*Instructions for the task*
Some lines in the listing hold the word "Creates". Return each of them.
--------------------
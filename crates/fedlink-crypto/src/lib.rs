//! # fedlink-crypto
//!
//! Cryptographic primitives backing the XML signature engine: RSA key
//! material, PKCS#1 v1.5 signing and verification keyed by XML-DSig
//! algorithm URI, and one-shot digests.
//!
//! Everything here operates on raw byte slices; canonicalization and
//! signature document structure live in `fedlink-dsig`.

#![forbid(unsafe_code)]
#![warn(missing_docs)]

pub mod digest;
pub mod key;
pub mod sign;
pub mod uris;

pub use key::SigningKeyPair;
//! WS-Trust protocol objects.
//!
//! Security tokens travelling inside a request or response (the issued
//! token, renew/cancel/validate targets, proof material) belong to foreign
//! schemas and are carried as opaque [`DomElement`] subtrees.

use chrono::{DateTime, Utc};
use fedlink_xml::DomElement;
use serde::{Deserialize, Serialize};

/// A WS-Addressing endpoint reference, reduced to its address.
#[derive(Debug, Clone, PartialEq, Serialize, Deserialize)]
pub struct EndpointReference {
    /// The `wsa:Address` value.
    pub address: String,
}

impl EndpointReference {
    /// Creates a reference to the given address.
    #[must_use]
    pub fn new(address: impl Into<String>) -> Self {
        Self {
            address: address.into(),
        }
    }
}

/// Token validity window (`wsu:Created` / `wsu:Expires`).
#[derive(Debug, Clone, Default, PartialEq, Serialize, Deserialize)]
pub struct Lifetime {
    /// When the token was created.
    #[serde(skip_serializing_if = "Option::is_none")]
    pub created: Option<DateTime<Utc>>,

    /// When the token expires.
    #[serde(skip_serializing_if = "Option::is_none")]
    pub expires: Option<DateTime<Utc>>,
}

impl Lifetime {
    /// Creates a lifetime starting now and lasting the given number of
    /// seconds.
    #[must_use]
    pub fn seconds(duration: i64) -> Self {
        let now = Utc::now();
        Self {
            created: Some(now),
            expires: Some(now + chrono::Duration::seconds(duration)),
        }
    }
}

/// A `wst:BinarySecret`: key material carried base64 encoded.
#[derive(Debug, Clone, PartialEq, Serialize, Deserialize)]
pub struct BinarySecret {
    /// The secret's type URI.
    #[serde(skip_serializing_if = "Option::is_none")]
    pub secret_type: Option<String>,

    /// Decoded secret bytes.
    pub value: Vec<u8>,
}

/// Entropy contributed to key agreement.
#[derive(Debug, Clone, Default, PartialEq, Serialize, Deserialize)]
pub struct Entropy {
    /// The contained binary secret, when present.
    #[serde(skip_serializing_if = "Option::is_none")]
    pub binary_secret: Option<BinarySecret>,
}

/// A request for a security token.
#[derive(Debug, Clone, Default, PartialEq, Serialize, Deserialize)]
pub struct RequestSecurityToken {
    /// `Context` attribute correlating request and response.
    #[serde(skip_serializing_if = "Option::is_none")]
    pub context: Option<String>,

    /// Requested token type URI.
    #[serde(skip_serializing_if = "Option::is_none")]
    pub token_type: Option<String>,

    /// Request type URI (issue, validate, renew, cancel).
    #[serde(skip_serializing_if = "Option::is_none")]
    pub request_type: Option<String>,

    /// Requested validity window.
    #[serde(skip_serializing_if = "Option::is_none")]
    pub lifetime: Option<Lifetime>,

    /// Service the token will be presented to.
    #[serde(skip_serializing_if = "Option::is_none")]
    pub applies_to: Option<EndpointReference>,

    /// The issuer the requester wants the token from.
    #[serde(skip_serializing_if = "Option::is_none")]
    pub issuer: Option<EndpointReference>,

    /// Requested proof key type URI.
    #[serde(skip_serializing_if = "Option::is_none")]
    pub key_type: Option<String>,

    /// Requested key size in bits.
    #[serde(skip_serializing_if = "Option::is_none")]
    pub key_size: Option<u64>,

    /// Client entropy for key agreement.
    #[serde(skip_serializing_if = "Option::is_none")]
    pub entropy: Option<Entropy>,

    /// Requested computed-key algorithm URI.
    #[serde(skip_serializing_if = "Option::is_none")]
    pub computed_key_algorithm: Option<String>,

    /// Token describing the party the request is made on behalf of.
    #[serde(skip_serializing_if = "Option::is_none")]
    pub on_behalf_of: Option<DomElement>,

    /// Token to validate.
    #[serde(skip_serializing_if = "Option::is_none")]
    pub validate_target: Option<DomElement>,

    /// Token to renew.
    #[serde(skip_serializing_if = "Option::is_none")]
    pub renew_target: Option<DomElement>,

    /// Token to cancel.
    #[serde(skip_serializing_if = "Option::is_none")]
    pub cancel_target: Option<DomElement>,

    /// Key material the requester wants bound into the token.
    #[serde(skip_serializing_if = "Option::is_none")]
    pub use_key: Option<DomElement>,
}

impl RequestSecurityToken {
    /// Creates an issue request for the given token type.
    #[must_use]
    pub fn issue(token_type: impl Into<String>) -> Self {
        Self {
            token_type: Some(token_type.into()),
            request_type: Some(super::constants::request_types::ISSUE.to_string()),
            ..Self::default()
        }
    }

    /// Creates a validate request carrying the target token.
    #[must_use]
    pub fn validate(target: DomElement) -> Self {
        Self {
            request_type: Some(super::constants::request_types::VALIDATE.to_string()),
            validate_target: Some(target),
            ..Self::default()
        }
    }
}

/// A batch of token requests.
#[derive(Debug, Clone, Default, PartialEq, Serialize, Deserialize)]
pub struct RequestSecurityTokenCollection {
    /// The requests in document order.
    pub requests: Vec<RequestSecurityToken>,
}

/// Validation status returned for a validate request.
#[derive(Debug, Clone, PartialEq, Serialize, Deserialize)]
pub struct Status {
    /// Status code URI.
    pub code: String,

    /// Human-readable reason.
    #[serde(skip_serializing_if = "Option::is_none")]
    pub reason: Option<String>,
}

impl Status {
    /// A valid-token status.
    #[must_use]
    pub fn valid() -> Self {
        Self {
            code: super::constants::status_codes::VALID.to_string(),
            reason: None,
        }
    }

    /// An invalid-token status with a reason.
    #[must_use]
    pub fn invalid(reason: impl Into<String>) -> Self {
        Self {
            code: super::constants::status_codes::INVALID.to_string(),
            reason: Some(reason.into()),
        }
    }
}

/// The response to a token request.
#[derive(Debug, Clone, Default, PartialEq, Serialize, Deserialize)]
pub struct RequestSecurityTokenResponse {
    /// `Context` attribute echoed from the request.
    #[serde(skip_serializing_if = "Option::is_none")]
    pub context: Option<String>,

    /// Issued token type URI.
    #[serde(skip_serializing_if = "Option::is_none")]
    pub token_type: Option<String>,

    /// Validity window of the issued token.
    #[serde(skip_serializing_if = "Option::is_none")]
    pub lifetime: Option<Lifetime>,

    /// Proof key type URI.
    #[serde(skip_serializing_if = "Option::is_none")]
    pub key_type: Option<String>,

    /// Key size in bits.
    #[serde(skip_serializing_if = "Option::is_none")]
    pub key_size: Option<u64>,

    /// Server entropy for key agreement.
    #[serde(skip_serializing_if = "Option::is_none")]
    pub entropy: Option<Entropy>,

    /// The issued token, carried opaquely.
    #[serde(skip_serializing_if = "Option::is_none")]
    pub requested_security_token: Option<DomElement>,

    /// Reference for use when the token is in the same message.
    #[serde(skip_serializing_if = "Option::is_none")]
    pub requested_attached_reference: Option<DomElement>,

    /// Reference for use when the token travels separately.
    #[serde(skip_serializing_if = "Option::is_none")]
    pub requested_unattached_reference: Option<DomElement>,

    /// Proof-of-possession token.
    #[serde(skip_serializing_if = "Option::is_none")]
    pub requested_proof_token: Option<DomElement>,

    /// Validation status, for validate requests.
    #[serde(skip_serializing_if = "Option::is_none")]
    pub status: Option<Status>,
}

/// A batch of token responses.
#[derive(Debug, Clone, Default, PartialEq, Serialize, Deserialize)]
pub struct RequestSecurityTokenResponseCollection {
    /// The responses in document order.
    pub responses: Vec<RequestSecurityTokenResponse>,
}

/// Any top-level WS-Trust message.
#[derive(Debug, Clone, PartialEq, Serialize, Deserialize)]
pub enum WsTrustObject {
    /// A single token request.
    Request(RequestSecurityToken),
    /// A batch of token requests.
    RequestCollection(RequestSecurityTokenCollection),
    /// A single token response.
    Response(RequestSecurityTokenResponse),
    /// A batch of token responses.
    ResponseCollection(RequestSecurityTokenResponseCollection),
}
--------------------
*Answer to this task*
    /// Creates a reference to the given address.
    /// Creates a lifetime starting now and lasting the given number of
    /// Creates an issue request for the given token type.
    /// Creates a validate request carrying the target token.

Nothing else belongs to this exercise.